The dog is off. Either bad genetics, or serious illness. I do not think bad management/abuse could have caused this alone, in conjunction with an illness or bad genetics, but there are just too many dogs that have been badly managed or abused to have a dog go that far. A dog with bad genetics or a serious illness deserves to be put out of its pain humanely regardless of what he did while suffering.


----------



## selzer (May 7, 2005)

NormanF said:


> Selzer,
> 
> Good points.
> 
> ...


I know it had to be put down. I never suggested otherwise. I just think it is human nature to know why a dog like ours went so wrong.


----------



## Okin (Feb 27, 2013)

Maybe it was just an assumption on my part but I figured when they said that "The investigation is complete" and "We will never know why this happened" that implied that no more tests were going to be done.


----------



## NormanF (Apr 14, 2013)

*Liesje,*

The economics of a case like this make one question whether such tests have any real value.

With wild animals, no other fact than the inherent dangerousness of the animal needs to be presumed. With a domestic dog on the other hand, any unrestrained aggressiveness that results in a human death is always shocking, because this is not expected behavior.

We don't need to know why a wild animal is dangerous; this is the way nature made it. On the other hand, a dog is the product of thousands of years of human breeding, selection and domestication and is not supposed to be inherently dangerous.

And when a dog kills someone, that is news.


----------



## Mrs.K (Jul 14, 2009)

selzer said:


> This bothers me.
> 
> I agree that the dog should have been euthanized, and I would not be against being shot (humanely) or euthanized by the vet.
> 
> ...


No. You are not getting what I'm saying at all. I am not angry at all. I just don't see the point in temperament testing a dog after it killed a human being. And it's the truth. A dog like that ain't worth the time temperament testing him. A dog like that, isn't worth the bullet and I'm not saying that out of anger and it's not mean either. It's a simple fact.


----------



## RubyTuesday (Jan 20, 2008)

Additional testing should have been done IMO. A better understanding of exactly what transpired cannot hurt & could be useful. 
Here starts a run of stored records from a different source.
//! Error types that can be emitted from this library

use miette::Diagnostic;
use thiserror::Error;

use crate::tileset::Era;
use crate::units::{PlayerColor, Race};

/// Error type for library
#[derive(Error, Diagnostic, Debug)]
pub enum Error {
    /// Transparent wrapper for [`war2_dat::error::Error`]
    #[error(transparent)]
    Archive(#[from] war2_dat::error::Error),

    /// the archive does not carry a tileset for the era
    #[error("archive does not carry a tileset for the {0} era")]
    UnsupportedEra(Era),

    /// the archive does not carry unit sprites for the race
    #[error("archive does not carry unit sprites for the {0} race")]
    UnsupportedRace(Race),

    /// the player color has no palette ramp
    #[error("no palette ramp for the {0} player color")]
    UnsupportedPlayerColor(PlayerColor),

    /// a pixel referenced a color past the end of the palette
    #[error("pixel references palette index {index} past the end of the palette")]
    PaletteIndexOutOfRange {
        /// the palette index the pixel asked for
        index: usize,
    },

    /// a graphics entry does not decode
    #[error("malformed graphics entry: {0}")]
    MalformedGraphic(String),
}

/// Generic result type with crate's Error as its error variant
pub type Result<T> = core::result::Result<T, Error>;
Karen Delise, in her book 'Fatal Dog Attacks: The Stories Behind the Statistics', states that the vast majority of fatal dog attacks involve 'resident dogs' rather than dogs living as family members. Rarely is this important distinction made when investigating serious dog attacks & yet it's crucial to both understanding and preventing such attacks.
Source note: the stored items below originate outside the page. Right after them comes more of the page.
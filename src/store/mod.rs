//! Implementations of the remote document client.
//!
//! `MemoryStore` keeps the tree in process; `FileStore` layers a JSON file and
//! an optional filesystem watch on top of it.

mod file;
mod memory;

pub use file::FileStore;
pub use memory::MemoryStore;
Locally A Giant Schnauzer attacked its owner some yrs back. She would probably have been killed except that her 2nd GS took on the attacking dog & recued her. The attacking dog was pts & autopsied which showed that the dog's behaviour was due to a brain tumor. It was an unusual situation b/c her dogs were truly family members & not backyard 'resident dogs'. For her the autopsy results proved invaluable as she was devastasted that her loving, loyal companion, so inexplicably turned on her.


----------



## Jack's Dad (Jun 7, 2011)

NormanF said:


> No GSD should be inherently aggressive. That is an unacceptable fault!
> 
> The dog must always be calm, gentle and loyal to its owner. No one wants a dangerous dog!
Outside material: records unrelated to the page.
//! `rescue contacts`: the emergency contacts directory.

use owo_colors::OwoColorize;
use serde_json::json;
use tokio::sync::mpsc;

use super::{CommandOutput, OutputOptions, print_snapshots, session_deps};
use crate::config::Config;
use crate::decode::GroupedList;
use crate::error::Result;
use crate::model::Contact;
use crate::screens::open_contacts;

pub async fn cmd_contacts(watch: bool, output: OutputOptions) -> Result<()> {
    let config = Config::load()?;
    let deps = session_deps(&config, watch)?;
    let root = config.contacts_path()?;

    let (tx, mut rx) = mpsc::unbounded_channel();
    let session = open_contacts(&deps, &root, move |list| {
        let _ = tx.send(list.clone());
    });
    let source = session.source().to_string();

    let result = print_snapshots(&mut rx, watch, output, |list| render(list, &source)).await;
    session.close();
    result
}

/// Sections in registry order, then sections that only have details.
fn ordered_sections(list: &GroupedList<Contact>) -> Vec<(&str, &str)> {
    let mut sections: Vec<(&str, &str)> = list.registry.iter().collect();
    for key in list.detail_keys() {
        if !list.registry.contains(key) {
            sections.push((key, key));
        }
    }
    sections
}

fn render(list: &GroupedList<Contact>, source: &str) -> CommandOutput {
    let sections = ordered_sections(list);

    let json_sections: Vec<_> = sections
        .iter()
        .map(|(key, label)| {
            json!({
                "key": key,
                "label": label,
                "contacts": list.items(key),
            })
        })
        .collect();
    let json_output = json!({
        "source": source,
        "sections": json_sections,
    });

    if sections.is_empty() {
        return CommandOutput::new(json_output).with_text("No contacts".dimmed().to_string());
    }

    let mut text = String::new();
    for (key, label) in &sections {
        text.push_str(&format!("{}\n", label.cyan().bold()));
        let items = list.items(key);
        if items.is_empty() {
            text.push_str(&format!("  {}\n", "(none)".dimmed()));
        }
        for contact in items {
            let phones = if contact.phones.is_empty() {
                "-".dimmed().to_string()
            } else {
                contact.phones.join(", ")
            };
            text.push_str(&format!("  {:<30} {}\n", contact.name, phones));
        }
    }
    text.push_str(&format!("{}", format!("Source: {source}").dimmed()));

    CommandOutput::new(json_output).with_text(text)
}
Actually GSDs are inherently aggressive. Proper aggression is normal. There was something wrong with this particular dog but GSDs are not Toy Poodles and aggression is part of their make up.

Without inherent aggression, you do not have Law Enforcement, Military or protection dogs. Might as well get a cat.


----------



## selzer (May 7, 2005)

Mrs.K said:


> No. You are not getting what I'm saying at all. I am not angry at all. I just don't see the point in temperament testing a dog after it killed a human being. And it's the truth. A dog like that ain't worth the time temperament testing him. A dog like that, isn't worth the bullet and I'm not saying that out of anger and it's not mean either. It's a simple fact.


Dogs do not comprehend death, they kill. They do not murder. They do not kill people to try to gain their wealth, or because they want thier husband or unborn child. 

Yes, they can do something they know they should not do, but they are not responsible the way a human being that is not very low IQ is when they do something henous. 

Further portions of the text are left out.